Charles Duits (1925-1991), dont le texte enchante l'oeil par ses multiples bonheurs d'écriture, emplit l'espace oculaire, cependant adossé à sa fenêtre familière. L'auteur est mentionné comme bien aimé dans un entretien accordé par Jacques Abeille (1942-2022) dans le 24e numéro de la revue Harfang, à la page 8.

Cette édition, intitulée André Breton a-t-il dit passe, est préfacée par Annie Le Brun dont plusieurs oeuvres viennent de rejoindre La Léonardienne sous la forme compacte d'un "Bouquins". Ces recoupements multiplient les occasions de lancer des ponts entre des univers à la fois distants et voisins. Du réel surréalisé en quelque sorte...
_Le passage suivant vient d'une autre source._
//! Stamina, exhaustion, and delivery rewards.
//!
//! Stamina always stays in `[MIN_STAMINA, MAX_STAMINA]`. Exhaustion uses
//! hysteresis:
//!
//! - it is set the moment stamina reaches `0`;
//! - it is cleared only once stamina rises strictly above
//!   `recovery_threshold`.
//!
//! Stamina between the two thresholds leaves the flag as it was. The rule
//! is applied after every stamina change, whatever caused it.

use courier_types::{PlayerState, Position};
use rust_decimal::Decimal;
use serde::{Deserialize, Serialize};
use tracing::info;

use crate::config::{ReputationConfig, RiderConfig, StaminaConfig};

/// Lowest possible stamina.
pub const MIN_STAMINA: f64 = 0.0;

/// Highest possible stamina; every courier starts here.
pub const MAX_STAMINA: f64 = 100.0;

/// A change of the exhaustion flag.
#[derive(Debug, Clone, Copy, PartialEq, Eq, Serialize, Deserialize)]
pub enum ExhaustionChange {
    /// Stamina hit zero.
    Exhausted,
    /// Stamina recovered past the recovery threshold.
    Recovered,
}

/// What a delivery did to the courier.
#[derive(Debug, Clone, Copy, PartialEq, Serialize, Deserialize)]
pub struct DeliveryEffect {
    /// Money added.
    pub payout: Decimal,
    /// Signed change in reputation after clamping.
    pub reputation_delta: f64,
    /// Stamina actually restored after clamping.
    pub stamina_restored: f64,
    /// Exhaustion change caused by the restored stamina.
    pub exhaustion: Option<ExhaustionChange>,
}

/// A fresh courier at `position`: full stamina, initial reputation, no
/// money.
pub fn new_player(position: Position, config: &RiderConfig) -> PlayerState {
    PlayerState {
        position,
        stamina: MAX_STAMINA,
        reputation: config.reputation.initial,
        money: Decimal::ZERO,
        exhausted: false,
        elapsed_time: 0.0,
    }
}

/// Deduct `cost` stamina and update the exhaustion flag.
pub fn spend_stamina(
    player: &mut PlayerState,
    cost: f64,
    config: &StaminaConfig,
) -> Option<ExhaustionChange> {
    let cost = if cost.is_finite() { cost.max(0.0) } else { 0.0 };
    player.stamina -= cost;
    settle_exhaustion(player, config)
}

/// Regain stamina at `recovery_rate` per second, but only while exhausted.
///
/// A courier who is not exhausted gains nothing here. Non-finite or
/// negative `dt` is ignored.
pub fn passive_recover(
    player: &mut PlayerState,
    dt: f64,
    config: &StaminaConfig,
) -> Option<ExhaustionChange> {
    if !player.exhausted || !dt.is_finite() || dt <= 0.0 {
        return None;
    }
    player.stamina += config.recovery_rate * dt;
    settle_exhaustion(player, config)
}

/// Credit a delivery: add the payout, adjust reputation, restore stamina.
///
/// An on-time delivery raises reputation by `on_time_gain`; a late one
/// lowers it by `late_penalty`. Reputation is clamped to its bounds and
/// money never decreases.
pub fn on_delivery(
    player: &mut PlayerState,
    payout: Decimal,
    on_time: bool,
    config: &RiderConfig,
) -> DeliveryEffect {
    let payout = payout.max(Decimal::ZERO);
    player.money = player.money.saturating_add(payout);

    let before = player.reputation;
    let delta = if on_time {
        config.reputation.on_time_gain
    } else {
        -config.reputation.late_penalty
    };
    player.reputation = clamp_reputation(before + delta, &config.reputation);

    let stamina_before = player.stamina;
    player.stamina += config.stamina.delivery_bonus;
    let exhaustion = settle_exhaustion(player, &config.stamina);

    DeliveryEffect {
        payout,
        reputation_delta: player.reputation - before,
        stamina_restored: player.stamina - stamina_before,
        exhaustion,
    }
}

fn clamp_reputation(value: f64, config: &ReputationConfig) -> f64 {
    value.clamp(config.min, config.max)
}

/// Clamp stamina and apply the exhaustion hysteresis rule.
fn settle_exhaustion(player: &mut PlayerState, config: &StaminaConfig) -> Option<ExhaustionChange> {
    player.stamina = if player.stamina.is_nan() {
        MIN_STAMINA
    } else {
        player.stamina.clamp(MIN_STAMINA, MAX_STAMINA)
    };

    if !player.exhausted && player.stamina <= MIN_STAMINA {
        player.exhausted = true;
        info!(position = %player.position, "Courier exhausted");
        return Some(ExhaustionChange::Exhausted);
    }
    if player.exhausted && player.stamina > config.recovery_threshold {
        player.exhausted = false;
        info!(stamina = player.stamina, "Courier recovered from exhaustion");
        return Some(ExhaustionChange::Recovered);
    }
    None
}
//! `SeaORM` Entity for sequence_resets table.

use sea_orm::entity::prelude::*;
use serde::{Deserialize, Serialize};

#[derive(Clone, Debug, PartialEq, DeriveEntityModel, Eq, Serialize, Deserialize)]
#[sea_orm(table_name = "sequence_resets")]
pub struct Model {
    #[sea_orm(primary_key, auto_increment = false)]
    pub id: Uuid,
    pub document_type: String,
    pub previous_number: i64,
    pub new_start_number: i64,
    pub duplicate_risk: bool,
    pub highest_in_period: Option<i64>,
    pub reset_by: Option<Uuid>,
    pub reset_at: DateTimeWithTimeZone,
}

#[derive(Copy, Clone, Debug, EnumIter, DeriveRelation)]
pub enum Relation {
    #[sea_orm(
        belongs_to = "super::document_sequences::Entity",
        from = "Column::DocumentType",
        to = "super::document_sequences::Column::DocumentType",
        on_delete = "Restrict"
    )]
    DocumentSequences,
}

impl Related<super::document_sequences::Entity> for Entity {
    fn to() -> RelationDef {
        Relation::DocumentSequences.def()
    }
}

impl ActiveModelBehavior for ActiveModel {}
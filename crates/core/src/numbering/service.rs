//! Entry point wiring stores, allocator, preview, reset and history together.

use std::sync::Arc;

use chrono::Utc;
use tally_shared::NumberingConfig;
use tally_shared::types::{ActorId, ListLimit, SequenceId};
use tracing::info;

use crate::numbering::allocator::{RetryPolicy, SequenceAllocator};
use crate::numbering::error::NumberingError;
use crate::numbering::history::HistoryRecorder;
use crate::numbering::memory::{InMemoryHistoryStore, InMemorySequenceStore};
use crate::numbering::preview::PreviewService;
use crate::numbering::reset::{AdminResetService, ResetRequest};
use crate::numbering::store::{HistoryStore, SequenceStore};
use crate::numbering::types::{
    AllocatedNumber, AllocationRequest, DocumentNumberHistory, DocumentSequence, DocumentType,
    NumberPreview, ResetOutcome, SequenceConfig, SequenceDefaults, SequenceResetAudit,
};

/// Document numbering operations over one pair of stores.
#[derive(Clone)]
pub struct NumberingService {
    sequences: Arc<dyn SequenceStore>,
    allocator: SequenceAllocator,
    previewer: PreviewService,
    resetter: AdminResetService,
    recorder: HistoryRecorder,
}

impl NumberingService {
    /// Builds the service from stores and configuration.
    ///
    /// Fails with `InvalidConfig` when auto-provisioning is enabled with
    /// defaults a configuration edit would reject.
    pub fn new(
        sequences: Arc<dyn SequenceStore>,
        history: Arc<dyn HistoryStore>,
        config: &NumberingConfig,
    ) -> Result<Self, NumberingError> {
        let recorder = HistoryRecorder::new(history);
        let mut allocator = SequenceAllocator::new(
            Arc::clone(&sequences),
            recorder.clone(),
            RetryPolicy::from_config(config),
        );
        let mut previewer = PreviewService::new(Arc::clone(&sequences));

        if config.auto_provision {
            let defaults = SequenceDefaults {
                number_length: config.default_number_length,
                start_number: config.default_start_number,
            };
            defaults.validate()?;
            allocator = allocator.with_auto_provision(defaults);
            previewer = previewer.with_auto_provision(defaults);
        }

        Ok(Self {
            resetter: AdminResetService::new(Arc::clone(&sequences), recorder.clone()),
            sequences,
            allocator,
            previewer,
            recorder,
        })
    }

    /// Builds the service over fresh process-local stores.
    pub fn in_memory(config: &NumberingConfig) -> Result<Self, NumberingError> {
        Self::new(
            Arc::new(InMemorySequenceStore::new()),
            Arc::new(InMemoryHistoryStore::new()),
            config,
        )
    }

    /// Lists every sequence with its live counter.
    pub async fn list_sequences(&self) -> Result<Vec<DocumentSequence>, NumberingError> {
        self.sequences.list().await
    }

    /// Reads one sequence.
    pub async fn sequence(
        &self,
        document_type: &DocumentType,
    ) -> Result<DocumentSequence, NumberingError> {
        self.sequences.get(document_type).await
    }

    /// Creates or edits a sequence.
    pub async fn configure(
        &self,
        document_type: &DocumentType,
        config: &SequenceConfig,
    ) -> Result<DocumentSequence, NumberingError> {
        config.validate()?;
        let sequence = self
            .sequences
            .upsert(document_type, config, Utc::now())
            .await?;
        info!(
            document_type = %document_type,
            is_active = sequence.is_active,
            reset_frequency = %sequence.reset_frequency,
            "Sequence configured"
        );
        Ok(sequence)
    }

    /// Previews the next number.
    pub async fn preview(
        &self,
        document_type: &DocumentType,
    ) -> Result<NumberPreview, NumberingError> {
        self.previewer.preview(document_type).await
    }

    /// Allocates the next number.
    pub async fn allocate(
        &self,
        request: &AllocationRequest,
    ) -> Result<AllocatedNumber, NumberingError> {
        self.allocator.allocate(request).await
    }

    /// Resets a sequence addressed by key.
    pub async fn reset(&self, request: &ResetRequest) -> Result<ResetOutcome, NumberingError> {
        self.resetter.reset(request).await
    }

    /// Resets a sequence addressed by surrogate id.
    pub async fn reset_by_id(
        &self,
        id: SequenceId,
        new_start_number: i64,
        actor: Option<ActorId>,
        acknowledge_risk: bool,
    ) -> Result<ResetOutcome, NumberingError> {
        let sequence = self.sequences.get_by_id(id).await?;
        self.resetter
            .reset(&ResetRequest {
                document_type: sequence.document_type,
                new_start_number,
                actor,
                acknowledge_risk,
            })
            .await
    }

    /// Lists issued numbers, most-recent-first.
    pub async fn history(
        &self,
        limit: ListLimit,
        document_type: Option<&DocumentType>,
    ) -> Result<Vec<DocumentNumberHistory>, NumberingError> {
        self.recorder.recent(limit, document_type).await
    }

    /// Lists admin resets for one sequence, most-recent-first.
    pub async fn resets(
        &self,
        document_type: &DocumentType,
        limit: ListLimit,
    ) -> Result<Vec<SequenceResetAudit>, NumberingError> {
        self.recorder.resets(document_type, limit).await
    }
}
#[cfg(test)]
mod tests {
    use super::*;
    use chrono::TimeZone;
    use rstest::rstest;

    fn config() -> SequenceConfig {
        SequenceConfig {
            prefix: "INV-".to_string(),
            suffix: String::new(),
            number_length: 4,
            format_template: None,
            reset_frequency: ResetFrequency::Never,
            is_active: true,
            start_number: None,
            current_number: None,
        }
    }

    #[rstest]
    #[case("invoice")]
    #[case("claim_batch")]
    #[case("lab-order")]
    #[case("RX2")]
    fn test_document_type_accepts(#[case] input: &str) {
        assert_eq!(DocumentType::parse(input).unwrap().as_str(), input);
    }

    #[rstest]
    #[case("")]
    #[case("   ")]
    #[case("claim batch")]
    #[case("invoice/1")]
    fn test_document_type_rejects(#[case] input: &str) {
        assert!(matches!(
            DocumentType::parse(input),
            Err(NumberingError::InvalidConfig(_))
        ));
    }

    #[test]
    fn test_document_type_rejects_long_keys() {
        let key = "a".repeat(MAX_DOCUMENT_TYPE_LEN + 1);
        assert!(DocumentType::parse(&key).is_err());
    }

    #[test]
    fn test_reset_frequency_parse() {
        assert_eq!(ResetFrequency::parse("YEARLY"), Some(ResetFrequency::Yearly));
        assert_eq!(ResetFrequency::parse("daily"), Some(ResetFrequency::Daily));
        assert_eq!(ResetFrequency::parse("weekly"), None);
        assert_eq!(ResetFrequency::Monthly.to_string(), "monthly");
    }

    #[test]
    fn test_config_validation() {
        assert!(config().validate().is_ok());

        let mut bad = config();
        bad.number_length = 0;
        assert!(bad.validate().is_err());

        let mut bad = config();
        bad.number_length = MAX_NUMBER_LENGTH + 1;
        assert!(bad.validate().is_err());

        let mut bad = config();
        bad.format_template = Some("{prefix}-{suffix}".to_string());
        assert!(bad.validate().is_err());

        let mut bad = config();
        bad.start_number = Some(0);
        assert!(bad.validate().is_err());

        let mut bad = config();
        bad.current_number = Some(-1);
        assert!(bad.validate().is_err());

        let mut blank_template = config();
        blank_template.format_template = Some("  ".to_string());
        assert!(blank_template.validate().is_ok());
    }

    #[test]
    fn test_validate_bounds_rendered_length() {
        let mut cfg = config();
        cfg.prefix = "P".repeat(MAX_AFFIX_LEN);
        cfg.format_template = Some(format!("{}{{number}}", "{prefix}".repeat(14)));
        assert!(cfg.format_template.as_deref().unwrap().chars().count() <= MAX_TEMPLATE_LEN);
        assert!(cfg.validate().is_err());

        cfg.format_template = Some(format!("{}{{number}}", "{prefix}".repeat(5)));
        assert!(cfg.validate().is_ok());
    }

    #[rstest]
    #[case(SequenceDefaults { number_length: 6, start_number: 1 }, true)]
    #[case(SequenceDefaults { number_length: 0, start_number: 1 }, false)]
    #[case(SequenceDefaults { number_length: MAX_NUMBER_LENGTH + 1, start_number: 1 }, false)]
    #[case(SequenceDefaults { number_length: 6, start_number: 0 }, false)]
    fn test_defaults_validate(#[case] defaults: SequenceDefaults, #[case] valid: bool) {
        assert_eq!(defaults.validate().is_ok(), valid);
    }

    #[test]
    fn test_from_config_counter_defaults_below_start() {
        let now = Utc.with_ymd_and_hms(2026, 3, 1, 9, 0, 0).unwrap();
        let mut cfg = config();
        cfg.start_number = Some(100);
        let seq = DocumentSequence::from_config(DocumentType::parse("invoice").unwrap(), &cfg, now);
        assert_eq!(seq.current_number, 99);

        cfg.current_number = Some(40);
        let seq = DocumentSequence::from_config(DocumentType::parse("invoice").unwrap(), &cfg, now);
        assert_eq!(seq.current_number, 40);
    }

    #[test]
    fn test_apply_config_keeps_counter_unless_given() {
        let now = Utc.with_ymd_and_hms(2026, 3, 1, 9, 0, 0).unwrap();
        let mut seq = DocumentSequence::from_config(
            DocumentType::parse("invoice").unwrap(),
            &SequenceConfig {
                current_number: Some(41),
                ..config()
            },
            now,
        );

        let mut edit = config();
        edit.prefix = "BILL-".to_string();
        seq.apply_config(&edit, now);
        assert_eq!(seq.prefix, "BILL-");
        assert_eq!(seq.current_number, 41);

        edit.current_number = Some(7);
        seq.apply_config(&edit, now);
        assert_eq!(seq.current_number, 7);
    }

    #[test]
    fn test_phase() {
        let now = Utc.with_ymd_and_hms(2026, 1, 2, 0, 0, 0).unwrap();
        let mut seq = DocumentSequence::with_defaults(
            DocumentType::parse("receipt").unwrap(),
            &SequenceDefaults::default(),
            now,
        );
        assert_eq!(seq.phase(now), SequencePhase::ActivePeriod);

        seq.reset_frequency = ResetFrequency::Yearly;
        assert_eq!(seq.phase(now), SequencePhase::Fresh);

        seq.last_reset_date = Some(now);
        assert_eq!(seq.phase(now), SequencePhase::ActivePeriod);
    }

    #[test]
    fn test_warning_serializes_with_code_tag() {
        let warning = NumberingWarning::DuplicateRisk {
            document_type: DocumentType::parse("invoice").unwrap(),
            new_start_number: 5,
            highest_in_period: 9,
        };
        let json = serde_json::to_value(&warning).unwrap();
        assert_eq!(json["code"], "duplicate_risk");
        assert_eq!(json["document_type"], "invoice");
        assert_eq!(warning.code(), "duplicate_risk");
    }
}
La prose fluide et inspirée de Charles Duits nous offre de vivre au plus près de la dispora surréaliste française à New-York pendant la guerre 1939-1945. La galerie de portraits que cet ouvrage originellement publié en 1969 et appareillé par l'auteur de quelques notes à la fin de sa vie. Des bonheurs d'écriture à chaque page, vraiment. Ce récit constitue et assemble les portraits d'un nombre impressionnant d'artistes qu'il a pu fréquenter, en tant que jeune adulte protégé par André Breton qui l'avait "à la bonne".

L'incursion narrative dans le monde des européens expatriés recèle une série de portraits pris sur le vif, puis ciselés sur "le métier" après la guerre, le temps pour une plume de mûrir sous le harnais. La description du processus de création de LA phrase chez Breton (115-116) est conduite avec une maturité, un sérieux qui nous empoche tout entiers au coeur même de ce creuset littéraire.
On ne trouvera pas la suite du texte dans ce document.